My next task is to provide my implementations of the stubs that call the SPI driver. I can see two approaches and am unsure which is the “right way.” I could make use of RIOT’s package patching facilities to patch up the c files containing the stubs provided by the vendor with my implementations, rather than omit those files. I could also create a module (driver), outside the package, that provides the missing stubs and depends on the package. Then by adding the driver to USEMODULE, the package will also be pulled into the build. This feels more “correct” and maintainable to me in the long run.
I have been looking at how the littlefs2 module works and see that it does something similar to my second approach except that its driver is inside pkg/littlefs2/fs
rather than in sys/fs/littlefs2
. Is there a compelling reason to hide this module away in this unexpected place?
Should I just patch rather than split the code across a package and a module?
Any other sage advice here?
edit: fix typos and add clarity
In regard to how littlefs2 is handled. I see the following lines in /Make.dep
ifneq (,$(filter littlefs2,$(USEMODULE)))
USEPKG += littlefs2
...
USEMODULE += littlefs2_fs
...
endif
and this line in /pkg/littlefs2/Makefile.include
DIRS += $(RIOTBASE)/pkg/littlefs2/fs
Which are complications of the module being in this non-standard location (I think).
Also the line USEMODULE += littlefs2_fs
does not appear to do anything since the line DIRS += $(RIOTBASE)/pkg/littlefs2/fs
already pulls the module in.
Hi @enoch247, usually for external code we keep the glue code in the package itself, even the implementation of RIOT API wrapping around that package API. In general pkg glue code, or implementation of some kind of abstraction layer goes into a contrib
directory under the package, see for example the lwp package. Or in the example you mention, the code that is under littlefs
is the implementation of the vfs
api for littlefs
.
From what I can deduce from your post you seem to be creating a HAL for that library, IMO it would make sense to have that code under pkg/name_of_pkg/hal
or pkg/name_of_pkg/contrib
.
BTW have you taken a look at the package documentation as well as the module documentation? It doesn’t address all your questions but gives some extra info.

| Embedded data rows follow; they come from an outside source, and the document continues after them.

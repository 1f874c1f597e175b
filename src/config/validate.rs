// src/config/validate.rs

use crate::config::model::{ConfigFile, RawConfigFile};
use crate::errors::{Result, RunnerError};

impl TryFrom<RawConfigFile> for ConfigFile {
    type Error = crate::errors::RunnerError;

    fn try_from(raw: RawConfigFile) -> std::result::Result<Self, Self::Error> {
        validate_raw_config(&raw)?;
        Ok(ConfigFile::new_unchecked(raw.runner))
    }
}

fn validate_raw_config(cfg: &RawConfigFile) -> Result<()> {
    validate_tool(cfg)?;
    validate_directories(cfg)?;
    Ok(())
}

fn validate_tool(cfg: &RawConfigFile) -> Result<()> {
    let tool = cfg.runner.tool.trim();
    if tool.is_empty() {
        return Err(RunnerError::ConfigError(
            "[runner].tool must not be empty".to_string(),
        ));
    }
    if tool.chars().any(char::is_whitespace) {
        return Err(RunnerError::ConfigError(format!(
            "[runner].tool must be a single executable name, got '{}'",
            cfg.runner.tool
        )));
    }
    Ok(())
}

fn validate_directories(cfg: &RawConfigFile) -> Result<()> {
    if cfg.runner.output_dir.as_os_str().is_empty() {
        return Err(RunnerError::ConfigError(
            "[runner].output_dir must not be empty".to_string(),
        ));
    }
    if cfg.runner.templates_dir.as_os_str().is_empty() {
        return Err(RunnerError::ConfigError(
            "[runner].templates_dir must not be empty".to_string(),
        ));
    }
    Ok(())
}
// src/config/mod.rs

//! Runner configuration.
//!
//! Responsibilities:
//! - Define the TOML-backed data model (`model.rs`).
//! - Load a config file from disk, falling back to defaults (`loader.rs`).
//! - Validate basic invariants such as a non-empty tool name (`validate.rs`).

pub mod loader;
pub mod model;
pub mod validate;

pub use loader::{load_and_validate, load_from_path, load_or_default};
pub use model::{ConfigFile, RawConfigFile, RunnerSection};
#![allow(dead_code)]

use std::path::{Path, PathBuf};
use std::sync::Arc;

use newman_runner::collections::{TestCollectionRef, COLLECTION_SUFFIX};
use newman_runner::config::{ConfigFile, RawConfigFile};
use newman_runner::engine::Session;
use newman_runner::fs::mock::MockFileSystem;
use newman_runner::store::FileSettingsStore;
use newman_runner::types::ExecutionMode;

use crate::fake_backend::FakeProcessBackend;

pub const SUITE_DIR: &str = "/suite";
pub const STATE_FILE: &str = "/state/settings.toml";

/// Path of a collection file named `name` inside [`SUITE_DIR`].
pub fn collection_path(name: &str) -> PathBuf {
    Path::new(SUITE_DIR).join(format!("{name}{COLLECTION_SUFFIX}"))
}

pub fn collection(name: &str) -> TestCollectionRef {
    TestCollectionRef::new(collection_path(name))
}

pub fn collections(names: &[&str]) -> Vec<TestCollectionRef> {
    names.iter().map(|n| collection(n)).collect()
}

/// Builder for a `Session` running on a mock file system and a fake backend.
pub struct SessionBuilder {
    fs: MockFileSystem,
    backend: FakeProcessBackend,
    config: RawConfigFile,
    directory_set: bool,
}

impl SessionBuilder {
    pub fn new() -> Self {
        let fs = MockFileSystem::new();
        fs.add_dir(SUITE_DIR);
        Self {
            fs,
            backend: FakeProcessBackend::new(),
            config: RawConfigFile::default(),
            directory_set: true,
        }
    }

    /// Put `<name>.postman_collection.json` files into the suite directory.
    pub fn with_files(self, names: &[&str]) -> Self {
        for name in names {
            self.fs.add_file(collection_path(name), "{}");
        }
        self
    }

    pub fn with_backend(mut self, backend: FakeProcessBackend) -> Self {
        self.backend = backend;
        self
    }

    pub fn with_mode(mut self, mode: ExecutionMode) -> Self {
        self.config.runner.mode = mode;
        self
    }

    pub fn without_directory(mut self) -> Self {
        self.directory_set = false;
        self
    }

    /// Share an existing mock file system, e.g. to simulate a restart.
    pub fn on_fs(mut self, fs: &MockFileSystem) -> Self {
        self.fs = fs.clone();
        self
    }

    pub fn fs(&self) -> MockFileSystem {
        self.fs.clone()
    }

    pub fn build(self) -> Session<FakeProcessBackend> {
        let shared: Arc<dyn newman_runner::fs::FileSystem> = Arc::new(self.fs.clone());
        let mut store = FileSettingsStore::open(Arc::clone(&shared), STATE_FILE);
        if self.directory_set {
            use newman_runner::store::SettingsStore;
            store
                .set_collection_directory(Path::new(SUITE_DIR))
                .expect("mock store write");
        }
        let config = ConfigFile::try_from(self.config).expect("valid config from builder");
        Session::new(shared, Box::new(store), Arc::new(self.backend), config)
    }
}

impl Default for SessionBuilder {
    fn default() -> Self {
        Self::new()
    }
}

Ok here there are a couple of things, first, a MODULE does not necessarily need to be a compilation unit, there is not necessarily a directory with code associated with it, some of them are used to compile in
some specific SRC files, or activate some ifdefs
(see pseudomodules).
Now in the specific examples you mention, it is indeed weird, because littlefs2
is pulling in littlefs2_fs
no matter what, but normally if there is a compilation unit associated with a module that compilation unit should be pulled in depending on that module being included, so in your example it should be:
ifneq (,$(filter littlefs2_fs,$(USEMODULE)))

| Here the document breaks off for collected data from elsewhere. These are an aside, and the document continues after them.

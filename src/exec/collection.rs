// src/exec/collection.rs

//! Turns one selected collection into a `newman run ...` invocation and maps
//! the process result onto a [`RunStatus`].

use std::fmt;
use std::path::{Path, PathBuf};
use std::sync::Arc;

use tokio::sync::mpsc;
use tracing::{debug, error, info};

use crate::collections::{RunStatus, TestCollectionRef, TestCollectionRun};
use crate::config::ConfigFile;
use crate::engine::RunnerEvent;
use crate::exec::backend::{ProcessBackend, ProcessRequest};
use crate::exec::subprocess::{command_line, log_file_path, LogStream};

/// HTML reporter template looked up in the templates directory.
pub const HTML_TEMPLATE_FILE: &str = "htmlreqres.hbs";

/// Inputs that shape every invocation of the external runner.
#[derive(Debug, Clone, PartialEq, Eq)]
pub struct ExecutorSettings {
    pub tool: String,
    pub output_dir: PathBuf,
    pub templates_dir: PathBuf,
    pub environment_file: Option<PathBuf>,
}

impl ExecutorSettings {
    pub fn from_config(cfg: &ConfigFile, environment_file: Option<PathBuf>) -> Self {
        Self {
            tool: cfg.runner.tool.clone(),
            output_dir: cfg.runner.output_dir.clone(),
            templates_dir: cfg.runner.templates_dir.clone(),
            environment_file,
        }
    }
}

/// A fully resolved command: program plus arguments.
#[derive(Debug, Clone, PartialEq, Eq)]
pub struct Invocation {
    pub program: String,
    pub args: Vec<String>,
}

impl Invocation {
    /// On Windows `newman` is a PowerShell script shim, so it is launched as
    /// `powershell <tool> <args...>`. Everywhere else the tool runs directly.
    fn for_platform(tool: &str, tool_args: Vec<String>) -> Self {
        if cfg!(windows) {
            Self::through_powershell(tool, tool_args)
        } else {
            Self::direct(tool, tool_args)
        }
    }

    fn direct(tool: &str, tool_args: Vec<String>) -> Self {
        Self {
            program: tool.to_string(),
            args: tool_args,
        }
    }

    /// PowerShell re-parses its joined arguments, so every value (paths in
    /// particular) is passed as a single-quoted literal. Flags stay bare.
    fn through_powershell(tool: &str, tool_args: Vec<String>) -> Self {
        let mut args = Vec::with_capacity(tool_args.len() + 1);
        args.push(tool.to_string());
        args.extend(tool_args.into_iter().map(|arg| {
            if arg.starts_with('-') {
                arg
            } else {
                powershell_quote(&arg)
            }
        }));
        Self {
            program: "powershell".to_string(),
            args,
        }
    }
}

/// `'...'` literal; an embedded `'` is written twice.
fn powershell_quote(arg: &str) -> String {
    format!("'{}'", arg.replace('\'', "''"))
}

impl fmt::Display for Invocation {
    fn fmt(&self, f: &mut fmt::Formatter<'_>) -> fmt::Result {
        f.write_str(&command_line(&self.program, &self.args))
    }
}

/// Where the reports and logs of a collection end up.
#[derive(Debug, Clone, PartialEq, Eq)]
pub struct ReportPaths {
    pub json: PathBuf,
    pub html: PathBuf,
    pub stdin_log: PathBuf,
    pub stderr_log: PathBuf,
    pub stdout_log: PathBuf,
}

impl ReportPaths {
    pub fn new(output_dir: &Path, collection: &TestCollectionRef) -> Self {
        let name = collection.display_name();
        Self {
            json: output_dir.join(format!("{name}.json")),
            html: output_dir.join(format!("{name}.html")),
            stdin_log: log_file_path(output_dir, name, LogStream::Stdin),
            stderr_log: log_file_path(output_dir, name, LogStream::Stderr),
            stdout_log: log_file_path(output_dir, name, LogStream::Stdout),
        }
    }
}

/// Executes single collections through a [`ProcessBackend`].
///
/// While a run is `Executing`, this is the only writer of its status. Every
/// transition is also published as [`RunnerEvent::StatusChanged`].
pub struct CollectionExecutor<B: ProcessBackend> {
    backend: Arc<B>,
    settings: ExecutorSettings,
    events: mpsc::Sender<RunnerEvent>,
}

impl<B: ProcessBackend> fmt::Debug for CollectionExecutor<B> {
    fn fmt(&self, f: &mut fmt::Formatter<'_>) -> fmt::Result {
        f.debug_struct("CollectionExecutor")
            .field("settings", &self.settings)
            .finish_non_exhaustive()
    }
}

impl<B: ProcessBackend> CollectionExecutor<B> {
    pub fn new(
        backend: Arc<B>,
        settings: ExecutorSettings,
        events: mpsc::Sender<RunnerEvent>,
    ) -> Self {
        Self {
            backend,
            settings,
            events,
        }
    }

    pub fn settings(&self) -> &ExecutorSettings {
        &self.settings
    }

    pub fn report_paths(&self, collection: &TestCollectionRef) -> ReportPaths {
        ReportPaths::new(&self.settings.output_dir, collection)
    }

    /// Arguments passed to the runner tool itself, collection path last.
    pub fn runner_args(&self, collection: &TestCollectionRef) -> Vec<String> {
        let reports = self.report_paths(collection);
        let template = self.settings.templates_dir.join(HTML_TEMPLATE_FILE);

        let mut args = vec!["run".to_string()];
        if let Some(env) = &self.settings.environment_file {
            args.push("--environment".to_string());
            args.push(env.display().to_string());
        }
        args.extend([
            "--reporters".to_string(),
            "json,html".to_string(),
            "--reporter-json-export".to_string(),
            reports.json.display().to_string(),
            "--reporter-html-template".to_string(),
            template.display().to_string(),
            "--reporter-html-export".to_string(),
            reports.html.display().to_string(),
            collection.path().display().to_string(),
        ]);
        args
    }

    pub fn invocation(&self, collection: &TestCollectionRef) -> Invocation {
        Invocation::for_platform(&self.settings.tool, self.runner_args(collection))
    }

    /// Run one collection: `Executing`, then `Pass` on exit code 0 and `Fail`
    /// otherwise. Setup errors also end in `Fail`.
    pub async fn execute(&self, run: &mut TestCollectionRun) -> RunStatus {
        self.transition(run, RunStatus::Executing).await;

        let invocation = self.invocation(run.collection());
        let request = ProcessRequest {
            log_dir: self.settings.output_dir.clone(),
            log_prefix: run.display_name().to_string(),
            program: invocation.program,
            args: invocation.args,
        };

        let passed = match self.backend.run(request).await {
            Ok(passed) => passed,
            Err(err) => {
                error!(
                    collection = %run.collection(),
                    error = %err,
                    "could not set up collection run"
                );
                false
            }
        };

        let status = if passed { RunStatus::Pass } else { RunStatus::Fail };
        info!(collection = %run.collection(), %status, "collection finished");
        self.transition(run, status).await;
        status
    }

    async fn transition(&self, run: &mut TestCollectionRun, status: RunStatus) {
        run.set_status(status);
        debug!(collection = %run.collection(), %status, "status changed");
        if self
            .events
            .send(RunnerEvent::StatusChanged {
                collection: run.collection().clone(),
                status,
            })
            .await
            .is_err()
        {
            debug!("no listener for status events");
        }
    }
}

#[cfg(test)]
mod tests {
    use super::*;
    use std::future::Future;
    use std::pin::Pin;
    use std::sync::Mutex;

    struct ScriptedBackend {
        result: Result<bool, String>,
        seen: Mutex<Vec<ProcessRequest>>,
    }

    impl ProcessBackend for ScriptedBackend {
        fn run(
            &self,
            request: ProcessRequest,
        ) -> Pin<Box<dyn Future<Output = anyhow::Result<bool>> + Send + '_>> {
            self.seen.lock().unwrap().push(request);
            let result = self.result.clone().map_err(anyhow::Error::msg);
            Box::pin(async move { result })
        }
    }

    fn settings(env: Option<&str>) -> ExecutorSettings {
        ExecutorSettings {
            tool: "newman".to_string(),
            output_dir: PathBuf::from("newman"),
            templates_dir: PathBuf::from("templates"),
            environment_file: env.map(PathBuf::from),
        }
    }

    fn executor(
        result: Result<bool, String>,
        env: Option<&str>,
    ) -> (
        CollectionExecutor<ScriptedBackend>,
        Arc<ScriptedBackend>,
        mpsc::Receiver<RunnerEvent>,
    ) {
        let backend = Arc::new(ScriptedBackend {
            result,
            seen: Mutex::new(Vec::new()),
        });
        let (tx, rx) = mpsc::channel(16);
        (
            CollectionExecutor::new(backend.clone(), settings(env), tx),
            backend,
            rx,
        )
    }

    fn users() -> TestCollectionRef {
        TestCollectionRef::new("/suite/users.postman_collection.json")
    }

    #[test]
    fn runner_args_with_environment() {
        let (exec, _, _) = executor(Ok(true), Some("/env/dev.json"));
        let args = exec.runner_args(&users());
        let expected = vec![
            "run".to_string(),
            "--environment".to_string(),
            "/env/dev.json".to_string(),
            "--reporters".to_string(),
            "json,html".to_string(),
            "--reporter-json-export".to_string(),
            Path::new("newman").join("users.json").display().to_string(),
            "--reporter-html-template".to_string(),
            Path::new("templates").join("htmlreqres.hbs").display().to_string(),
            "--reporter-html-export".to_string(),
            Path::new("newman").join("users.html").display().to_string(),
            "/suite/users.postman_collection.json".to_string(),
        ];
        assert_eq!(args, expected);
    }

    #[test]
    fn runner_args_without_environment() {
        let (exec, _, _) = executor(Ok(true), None);
        let args = exec.runner_args(&users());
        assert_eq!(args[0], "run");
        assert!(!args.iter().any(|a| a == "--environment"));
        assert_eq!(args.last().map(String::as_str), Some("/suite/users.postman_collection.json"));
    }

    #[cfg(not(windows))]
    #[test]
    fn tool_is_invoked_directly() {
        let (exec, _, _) = executor(Ok(true), None);
        let invocation = exec.invocation(&users());
        assert_eq!(invocation.program, "newman");
        assert_eq!(invocation.args[0], "run");
    }

    #[cfg(windows)]
    #[test]
    fn tool_is_wrapped_in_powershell() {
        let (exec, _, _) = executor(Ok(true), None);
        let invocation = exec.invocation(&users());
        assert_eq!(invocation.program, "powershell");
        assert_eq!(invocation.args[0], "newman");
        assert_eq!(invocation.args[1], "'run'");
    }

    #[test]
    fn powershell_arguments_are_quoted_literals() {
        let args = vec![
            "run".to_string(),
            "--environment".to_string(),
            "C:\\My Envs\\dev.json".to_string(),
            "C:\\suite\\Bob's API.postman_collection.json".to_string(),
        ];
        let invocation = Invocation::through_powershell("newman", args);
        assert_eq!(invocation.program, "powershell");
        assert_eq!(
            invocation.args,
            vec![
                "newman".to_string(),
                "'run'".to_string(),
                "--environment".to_string(),
                "'C:\\My Envs\\dev.json'".to_string(),
                "'C:\\suite\\Bob''s API.postman_collection.json'".to_string(),
            ]
        );
    }

    #[tokio::test]
    async fn zero_exit_passes_and_emits_transitions() {
        let (exec, backend, mut rx) = executor(Ok(true), None);
        let mut run = users().into_run();

        assert_eq!(exec.execute(&mut run).await, RunStatus::Pass);
        assert_eq!(run.status(), RunStatus::Pass);

        let mut statuses = Vec::new();
        while let Ok(RunnerEvent::StatusChanged { status, .. }) = rx.try_recv() {
            statuses.push(status);
        }
        assert_eq!(statuses, vec![RunStatus::Executing, RunStatus::Pass]);

        let seen = backend.seen.lock().unwrap();
        assert_eq!(seen.len(), 1);
        assert_eq!(seen[0].log_prefix, "users");
        assert_eq!(seen[0].log_dir, PathBuf::from("newman"));
    }

    #[tokio::test]
    async fn nonzero_exit_fails() {
        let (exec, _, _rx) = executor(Ok(false), None);
        let mut run = users().into_run();
        assert_eq!(exec.execute(&mut run).await, RunStatus::Fail);
    }

    #[tokio::test]
    async fn setup_error_fails_instead_of_sticking() {
        let (exec, _, _rx) = executor(Err("log dir is read-only".to_string()), None);
        let mut run = users().into_run();
        assert_eq!(exec.execute(&mut run).await, RunStatus::Fail);
        assert_eq!(run.status(), RunStatus::Fail);
    }

    #[test]
    fn report_paths_use_display_name() {
        let paths = ReportPaths::new(Path::new("out"), &users());
        let out = Path::new("out");
        assert_eq!(paths.html, out.join("users.html"));
        assert_eq!(paths.json, out.join("users.json"));
        assert_eq!(paths.stdout_log, out.join("users_out.log"));
    }
}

DIRS += $(RIOTBASE)/pkg/littlefs2/fs
endif
Which is what the littlefs
package does. So the current status is WRONG, but works because that module is used all the time in any case. But since USEMODULE
can also not be linked to source files directly adding something to USEMODULE
also means that there will be a define MODULE_FOO
if calling USEMODULE += foo
, and then some place some code might have e.g.:
if (IS_USED(MODULE_FOO)) {
auto_init_foo()
}
So there is still a purpose for both. The DIRS
variable is there to add directories where MAKE
needs to be called, but this is only for distinct compilation units, one compilation unit could hold many modules, see for example ztimer, all those c files are distinct modules (except for core.c
, util.c
, periodic.c
, see ztimer/Makefile and the SUBMODULE
section of pseudomodules).
I hope this clears things up a bit, don’t hesitate to ask for more details!